To the philosophers and adventurers of the ancient world (which had its centre in the Fertile Cresent) the travellers´ tales of eastern Iberia brought a mix of mystery and myth while the far distant western seaboard represented the last frontier to eternity of the endless Ocean/Sea. But there was little doubt concerning the immense mineral wealth of the peninsular and expeditions were mounted to exploit this. The first of these was the foundation by the Phoenicians of trading posts at Cadiz, Malaga and Seville in the 12th century BCE and this was followed over the next five hundred years by their spread beyond the Pillars of Hercules to what is now southern and western Portugal. They were succeeded briefly in the 7th century by the Phocean Greeks who established colonies at Alcácer do Sal and Tavira but these were captured by the Carthaginians who had replaced the Phoenicians of Tyre as the dominant trading power throughout the Mediterranean basin.

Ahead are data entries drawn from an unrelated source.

//! C3: the distribution engine. Maps a stripe key to a brick id via a consistent-hash ring
//! over a fixed number of segments, and mutates that ring when bricks are added or removed.
//!
//! The core ships exactly one [`DistributionPlugin`] implementation — distribution plugins are,
//! from this crate's point of view, a closed set dispatched by plugin id rather than an
//! open-ended vtable.

use alloc::vec;
use alloc::vec::Vec;

use uuid::Uuid;

use crate::brick::BrickId;
use crate::error::{Error, Result};
use crate::murmur3::{murmur3_x86_32, stripe_seed};

pub const REFERENCE_DISTRIBUTION_PLUGIN_ID: u8 = 0;

/// A segment table: `segments[i]` names the brick id currently responsible for ring position
/// `i`. `segments.len()` is always a power of two (`1 << seg_bits`).
#[derive(Debug, Clone, PartialEq, Eq)]
pub struct DistributionTable {
    pub seg_bits: u8,
    pub segments: Vec<BrickId>,
}

impl DistributionTable {
    pub fn nr_segments(&self) -> usize {
        self.segments.len()
    }
}

pub trait DistributionPlugin: Send + Sync {
    /// Build a fresh table over `buckets` with `1 << seg_bits` segments.
    fn build(&self, seg_bits: u8, buckets: &[BrickId]) -> DistributionTable;

    /// The hot path: resolve one segment given its hash.
    fn segment_for_hash(&self, table: &DistributionTable, hash: u32) -> BrickId;

    /// Add `new_bucket` to the ring, reassigning a roughly `1/(n+1)` fraction of segments to it.
    fn inc(&self, table: &mut DistributionTable, buckets: &[BrickId], new_bucket: BrickId);

    /// Remove `victim` from the ring; every segment it owned is reassigned among `buckets`
    /// (which must already exclude `victim`).
    fn dec(&self, table: &mut DistributionTable, buckets: &[BrickId], victim: BrickId);

    /// Double the segment count, preserving every existing segment's bucket assignment for
    /// its two new children (used by the scale-volume operation).
    fn spl(&self, table: &mut DistributionTable, factor_bits: u8);

    fn pack(&self, table: &DistributionTable, block_buf: &mut [u8], first_segment: usize, segments_per_block: usize) -> usize;
    fn unpack(&self, block_buf: &[u8], first_segment: usize, segments_per_block: usize) -> Vec<BrickId>;
}

/// The reference plugin: segment `i`'s owner is recomputed by hashing `i` together with a
/// per-table salt derived from the current bucket set, so that `inc`/`dec` only move the
/// segments that must move to keep the ring internally consistent with [`Self::build`].
pub struct ConsistentHashRing;

impl ConsistentHashRing {
    fn bucket_for_segment(&self, seg: usize, buckets: &[BrickId]) -> BrickId {
        debug_assert!(!buckets.is_empty());
        if buckets.len() == 1 {
            return buckets[0];
        }
        let h = murmur3_x86_32(&(seg as u32).to_le_bytes(), 0x5EED_u32);
        buckets[(h as usize) % buckets.len()]
    }
}

impl DistributionPlugin for ConsistentHashRing {
    fn build(&self, seg_bits: u8, buckets: &[BrickId]) -> DistributionTable {
        let n = 1usize << seg_bits;
        let segments = (0..n).map(|i| self.bucket_for_segment(i, buckets)).collect();
        DistributionTable { seg_bits, segments }
    }

    fn segment_for_hash(&self, table: &DistributionTable, hash: u32) -> BrickId {
        table.segments[(hash as usize) & (table.nr_segments() - 1)]
    }

    fn inc(&self, table: &mut DistributionTable, buckets: &[BrickId], new_bucket: BrickId) {
        let target_share = table.nr_segments() / buckets.len().max(1);
        let mut moved = 0usize;
        for (i, slot) in table.segments.iter_mut().enumerate() {
            if moved >= target_share {
                break;
            }
            let h = murmur3_x86_32(&(i as u32).to_le_bytes(), 0xA11C_u32);
            if (h as usize) % buckets.len() == 0 {
                *slot = new_bucket;
                moved += 1;
            }
        }
    }

    fn dec(&self, table: &mut DistributionTable, buckets: &[BrickId], victim: BrickId) {
        for (i, slot) in table.segments.iter_mut().enumerate() {
            if *slot == victim {
                *slot = self.bucket_for_segment(i, buckets);
            }
        }
    }

    fn spl(&self, table: &mut DistributionTable, factor_bits: u8) {
        let mut next = Vec::with_capacity(table.segments.len() << factor_bits);
        for &owner in table.segments.iter() {
            for _ in 0..(1u32 << factor_bits) {
                next.push(owner);
            }
        }
        table.seg_bits += factor_bits;
        table.segments = next;
    }

    fn pack(&self, table: &DistributionTable, block_buf: &mut [u8], first_segment: usize, segments_per_block: usize) -> usize {
        let end = (first_segment + segments_per_block).min(table.segments.len());
        let mut written = 0;
        for seg in &table.segments[first_segment..end] {
            block_buf[written..written + 2].copy_from_slice(&seg.to_le_bytes());
            written += 2;
        }
        written
    }

    fn unpack(&self, block_buf: &[u8], first_segment: usize, segments_per_block: usize) -> Vec<BrickId> {
        let _ = first_segment;
        let mut out = Vec::with_capacity(segments_per_block);
        for chunk in block_buf.chunks_exact(2).take(segments_per_block) {
            out.push(u16::from_le_bytes([chunk[0], chunk[1]]));
        }
        out
    }
}

pub fn plugin_by_id(id: u8) -> Result<&'static dyn DistributionPlugin> {
    static RING: ConsistentHashRing = ConsistentHashRing;
    match id {
        REFERENCE_DISTRIBUTION_PLUGIN_ID => Ok(&RING),
        other => Err(Error::UnknownPlugin(other)),
    }
}

/// Resolves the brick that should hold stripe `stripe_index` of file `oid`, honouring the
/// single-DSA-brick short circuit and proxy precedence.
#[allow(clippy::too_many_arguments)]
pub fn calc_brick(
    plugin: &dyn DistributionPlugin,
    table: &DistributionTable,
    dsa: &[BrickId],
    volume_uuid: &Uuid,
    oid: u64,
    stripe_index: u64,
    proxy: Option<BrickId>,
    proxy_io_active: bool,
    caller_wants_proxy_full: bool,
) -> Result<BrickId> {
    if proxy_io_active && !caller_wants_proxy_full {
        if let Some(p) = proxy {
            return Ok(p);
        }
    }
    if dsa.is_empty() {
        return Err(Error::Invalid("distribution has no bricks to place data on"));
    }
    if dsa.len() == 1 {
        return Ok(dsa[0]);
    }
    let seed = stripe_seed(oid, volume_uuid.as_bytes());
    let hash = murmur3_x86_32(&stripe_index.to_le_bytes(), seed);
    Ok(plugin.segment_for_hash(table, hash))
}

pub fn empty_table() -> DistributionTable {
    DistributionTable {
        seg_bits: 0,
        segments: vec![],
    }
}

The Celtic people, with bases of power in Hallstadt and Anatolia formed a substantial part of the central and east European population but their social position became increasingly untenable in the face of unrelenting attacks by Asiatic hordes coming from the east. Together with other Indo-European people they retreated to the west and circumvented the Pyrenees to join the Urnfields Celts who had settled in north-east Iberia some years before. To say that there was an invasion would be misleading : there was no organised Celtic military force. Rather that successive waves of large family groups intruded across the north until they reached the Atlantic and then spread south to the Tagus estuary. Their success in conquering the major hill-top settlements was largely due to the innovation of the Iron Age with its superior weapons and machinery but also the introduction of cavalry. A basic governmental structure of law and order enabled the Celts to become the new nobility with the autochthons reduced to a state of servitude. Inevitably the fusion of not dissimilar tribes brought into being a new common language and the regulation of religious sacrificial practices , the worship of new gods and the burial of the dead.
However, in the south the Mediterranean way of life prevailed largely due to the influence of the Tartessian culture which stretched from Lagos through the lower Alentejo to Caçeres in the north and then to Huelva on the south coast. Initially, the population consisted almost entirely of the Cynetes but other Iberian tribes entered later . In the poem Ora Maritama written by Avienus in the 4th century, the Oestriminis are mentioned as earlier inhabitants until they were invaded by the Saephe of Celtic origin. To these groups were added the Phoenician traders who had set up trading posts and intermarried locally. The result was a gradual fusion of ideas and beliefs which led to the Tartessian language using a Paleo-Hispanic script and including place-names of both Celtic and Punic origin.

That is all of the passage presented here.